If nearly 79% of the atmosphere is made of nitrogen how could there be a shortage of nitrogen in soil?

2 Answers
Mar 3, 2016

Nitrogen is only useful to plants if it is in the form of nitrogen compounds .

Explanation:

Nitrogen as a gas is useless as plant food as it hardly dissolves in water. Plants need nitrogen in the form of ammonium- #NH_4^+#or nitrate #NO_3^-#-compounds.
Some plants (like Leguminosae) have a symbiosis with certain bacteria in their roots, that can bind nitrogen into useful compounds.
This group of plants (think of beans, peas, etc.) are often sown first on barren ground, and after harvesting the beans the rest of the plants are plowed under (this is called 'green-fertilizing').

Later we used (nitrate) fertilizers that were mainly made of guano (=bird or bat poo). Chile was one of the great sources.

Still later we developed ways to bind nitrogen from the air with hydrogen in the Haber-process to make ammonia and ammonium compounds, which could also be converted into nitrates.

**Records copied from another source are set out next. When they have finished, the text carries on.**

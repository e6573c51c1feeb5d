//! Raw ABI surface for the `MeshKernelApi` native library.
//!
//! This crate defines the flat foreign-call boundary exactly as the native
//! kernel exposes it:
//! - `#[repr(C)]` parameter records and data descriptors ([`types`])
//! - one function pointer per `mkernel_*` entry point, resolved once into a
//!   [`KernelFunctions`] table ([`functions`])
//! - dynamic library loading with platform-specific naming and search paths
//!
//! Every entry point returns an integer status: `0` means success, any other
//! value is an opaque kernel failure code. This crate does not interpret
//! status codes, manage handles, or own buffers; that is the job of the
//! safe `meshkernel` crate layered on top.
//!
//! # Safety
//!
//! Calling through a [`KernelFunctions`] table is `unsafe`: the caller must
//! uphold the native contract (valid pointers, array lengths matching the
//! declared counts, single-writer use of each kernel state id).

pub mod functions;
pub mod types;

#[cfg(feature = "stub-kernel")]
pub mod stub;

pub use functions::{KernelFunctions, KernelLibrary, LoadError};
pub use types::{
    CurvilinearGridNative, CurvilinearParametersNative, GeometryListNative,
    InterpolationParametersNative, MakeGridParametersNative, Mesh2dNative,
    OrthogonalizationParametersNative, SamplesRefineParametersNative,
    SplinesToCurvilinearParametersNative, PROJECTION_CARTESIAN, PROJECTION_SPHERICAL,
    PROJECTION_SPHERICAL_ACCURATE,
};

The most nitrogen-rich compound is ammonium nitrate #NH_4NO_3# which --as a side effect-- also has all the characteristics for making explosives.
(ANFO-bomb means 'ammonium nitrate + fossil oil'.)

May 9, 2018

Despite most of the atmosphere being made up of nitrogen, there is a shortage of nitrogen in soils because nitrogen in the atmosphere has limited availability.

Explanation:

While most of the atmosphere is made up of nitrogen, soils are not part of the atmosphere. Just because there is an abundance of nitrogen in the atmosphere does not mean there is an abundance of nitrogen in the biosphere*.

Nitrogen in the atmosphere is of limited use for biological processes and must be transformed in an energetically expensive process. This is called nitrogen fixation and it can occur through lightening or through biological fixation.

You may wish to review the nitrogen cycle.